Abstract

Introduction. This study was designed to elucidate the relationship between different types of covert face recognition. Some patients with prosopagnosia (i.e., the profound inability to recognise previously familiar faces) nonetheless evince autonomic face recognition (elevated skin-conductance levels to familiar faces) or behavioural indices of covert recognition (i.e., priming; interference effects; matching effects; face-name learning). One prosopagnosic patient revealed both autonomic and behavioural covert face recognition-which suggests they may arise from some common basis. Method. To test this claim a patient with the Capgras delusion (i.e., holding the belief that others have been replaced by impostors, etc.) was tested on each type of covert face recognition and her results compared with agematched controls.

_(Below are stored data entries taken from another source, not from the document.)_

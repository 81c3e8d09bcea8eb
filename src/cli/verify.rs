use anyhow::{anyhow, Result};
use std::io::{self, Write};

use super::{prepare_run, RunArgs};
use crate::PlanMode;

pub(crate) fn run_verify(args: RunArgs, quiet: bool) -> Result<()> {
    let run = prepare_run(&args, PlanMode::DryRun)?;

    if !run.report.has_changes() {
        if !quiet {
            println!("No changes.");
        }
        return Ok(());
    }

    if !quiet {
        let mut before = String::new();
        let mut after = String::new();
        for block in &run.blocks {
            before.push_str(&block.text);
            match run.report.plan_for(&block.name) {
                Some(plan) if !plan.noop => after.push_str(&plan.preview(&block.text)),
                _ => after.push_str(&block.text),
            }
        }

        let diff = similar::TextDiff::from_lines(&before, &after);
        let mut out = io::stdout().lock();
        let unified = diff
            .unified_diff()
            .context_radius(3)
            .header("running-config", "reconciled")
            .to_string();
        write!(out, "{}", unified)?;
    }

    Err(anyhow!("verify: changes detected"))
}
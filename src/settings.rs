use serde::Deserialize;
use std::fs;
use std::path::Path;

use crate::policy::PolicyColumns;
use crate::ReconcileError;

/// Optional settings file. Every field has a default.
#[derive(Debug, Clone, Default, PartialEq, Eq, Deserialize)]
#[serde(default, deny_unknown_fields)]
pub struct Settings {
    pub policy: PolicySettings,
    pub apply: ApplySettings,
}

#[derive(Debug, Clone, PartialEq, Eq, Deserialize)]
#[serde(default, deny_unknown_fields)]
pub struct PolicySettings {
    pub key_column: String,
    pub relays_column: String,
    pub exclusions_column: String,
    pub default_key: Option<String>,
}

impl Default for PolicySettings {
    fn default() -> Self {
        let columns = PolicyColumns::default();
        PolicySettings {
            key_column: columns.key,
            relays_column: columns.relays,
            exclusions_column: columns.exclusions,
            default_key: None,
        }
    }
}

impl PolicySettings {
    pub fn columns(&self) -> PolicyColumns {
        PolicyColumns {
            key: self.key_column.clone(),
            relays: self.relays_column.clone(),
            exclusions: self.exclusions_column.clone(),
        }
    }
}

#[derive(Debug, Clone, PartialEq, Eq, Deserialize)]
#[serde(default, deny_unknown_fields)]
pub struct ApplySettings {
    /// Save the running configuration at the end of the session.
    pub commit: bool,
}

impl Default for ApplySettings {
    fn default() -> Self {
        ApplySettings { commit: true }
    }
}

impl Settings {
    pub fn load(path: &Path) -> Result<Settings, ReconcileError> {
        let raw = fs::read_to_string(path).map_err(|source| ReconcileError::Settings {
            path: path.display().to_string(),
            detail: source.to_string(),
        })?;
        Settings::parse(&raw, &path.display().to_string())
    }

    pub fn parse(raw: &str, origin: &str) -> Result<Settings, ReconcileError> {
        toml::from_str(raw).map_err(|source| ReconcileError::Settings {
            path: origin.to_string(),
            detail: source.to_string(),
        })
    }
}

#[cfg(test)]
mod tests {
    use super::*;

    #[test]
    fn test_empty_settings_use_defaults() {
        let settings = Settings::parse("", "inline").unwrap();
        assert_eq!(settings, Settings::default());
        assert_eq!(settings.policy.columns(), PolicyColumns::default());
        assert!(settings.apply.commit);
    }

    #[test]
    fn test_partial_settings() {
        let settings = Settings::parse(
            r#"
[policy]
relays_column = "Helpers"
default_key = "Site-001"

[apply]
commit = false
"#,
            "inline",
        )
        .unwrap();
        assert_eq!(settings.policy.key_column, "Key");
        assert_eq!(settings.policy.relays_column, "Helpers");
        assert_eq!(settings.policy.default_key.as_deref(), Some("Site-001"));
        assert!(!settings.apply.commit);
    }

    #[test]
    fn test_unknown_field_is_rejected() {
        let err = Settings::parse("[policy]\nkey_colum = \"K\"\n", "relay.toml").unwrap_err();
        assert!(matches!(err, ReconcileError::Settings { ref path, .. } if path == "relay.toml"));
    }
}
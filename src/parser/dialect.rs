use once_cell::sync::Lazy;
use regex::Regex;

use crate::{Platform, RelayAddress};

static IOS_HELPER: Lazy<Regex> = Lazy::new(|| {
    Regex::new(r"(?i)^ip\s+helper-address(?:\s+(?P<args>.*))?$")
        .expect("Invalid regex pattern")
});
static NXOS_RELAY: Lazy<Regex> = Lazy::new(|| {
    Regex::new(r"(?i)^ip\s+dhcp\s+relay\s+address(?:\s+(?P<args>.*))?$")
        .expect("Invalid regex pattern")
});
static ASA_RELAY: Lazy<Regex> = Lazy::new(|| {
    Regex::new(r"(?i)^dhcprelay\s+server(?:\s+(?P<args>.*))?$")
        .expect("Invalid regex pattern")
});

fn pattern_for(platform: Platform) -> &'static Regex {
    match platform {
        Platform::Ios | Platform::IosXe => &*IOS_HELPER,
        Platform::Nxos => &*NXOS_RELAY,
        Platform::Asa => &*ASA_RELAY,
    }
}

/// Outcome of matching one configuration line against a dialect.
#[derive(Debug, Clone, PartialEq, Eq)]
pub(crate) enum LineMatch {
    Relay(RelayAddress),
    Anomaly(String),
    NoMatch,
}

/// Match a single configuration line against the relay grammar of `platform`.
pub(crate) fn match_line(line: &str, platform: Platform) -> LineMatch {
    let line = line.trim();
    if line.is_empty() || line.starts_with('!') {
        return LineMatch::NoMatch;
    }

    let Some(caps) = pattern_for(platform).captures(line) else {
        return LineMatch::NoMatch;
    };

    let args: Vec<&str> = caps
        .name("args")
        .map(|m| m.as_str().split_whitespace().collect())
        .unwrap_or_default();

    let Some((first, rest)) = args.split_first() else {
        return LineMatch::Anomaly(format!("missing relay address in {line:?}"));
    };

    if first.eq_ignore_ascii_case("vrf") || first.eq_ignore_ascii_case("global") {
        return LineMatch::Anomaly(format!("vrf-scoped relay not supported: {line:?}"));
    }
    if rest
        .iter()
        .any(|t| t.eq_ignore_ascii_case("use-vrf") || t.eq_ignore_ascii_case("vrf"))
    {
        return LineMatch::Anomaly(format!("vrf-scoped relay not supported: {line:?}"));
    }
    if !rest.is_empty() {
        return LineMatch::Anomaly(format!("unexpected arguments after relay address: {line:?}"));
    }

    match first.parse::<RelayAddress>() {
        Ok(addr) => LineMatch::Relay(addr),
        Err(_) => LineMatch::Anomaly(format!("invalid relay address {first:?} in {line:?}")),
    }
}
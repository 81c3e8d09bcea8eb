pub mod address;
pub mod cli;
pub mod engine;
mod errors;
pub mod parser;
pub mod plan;
mod platform;
pub mod policy;
pub mod reconcile;
pub mod render;
pub mod session;
pub mod settings;
mod types;

pub use address::{AddressSet, RelayAddress};
pub use engine::reconcile_interfaces;
pub use errors::ReconcileError;
pub use parser::{extract_relays, split_interface_blocks, InterfaceBlock, ParsedRelays};
pub use plan::{ChangePlan, PlanMode};
pub use platform::Platform;
pub use policy::{resolve, PolicyColumns, PolicyEntry, PolicyList, PolicyRow, PolicySource};
pub use reconcile::{reconcile, ReconciliationDecision};
pub use render::{Dialect, DialectTable};
pub use session::{execute, CommandResult, ConfigSession, ExecutionOutcome, ScriptSession};
pub use settings::Settings;
pub use types::{Anomaly, AnomalyReason, InterfaceConfig, RunOptions, RunReport, RunStats};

We know that the Capgras delusion is characterised by good overt or conscious face recognition coupled with the absence of autonomic discrimination between familiar and unfamiliar faces. The question addressed here was whether, compared with age- and gender-matched controls, the patient, B.P., would show neither autonomic nor behavioural covert face recognition. Results. The answer was that, although she showed no autonomic discrimination, her performance on a priming task and a test of face/name interference were normal. The controls, as expected, revealed covert face recognition on both the autonomic and behavioural measures. Conclusions. The results imply in B.P. a clear dissociation between autonomic and behavioural measures of covert face recognition. The theoretical implications of these results are discussed.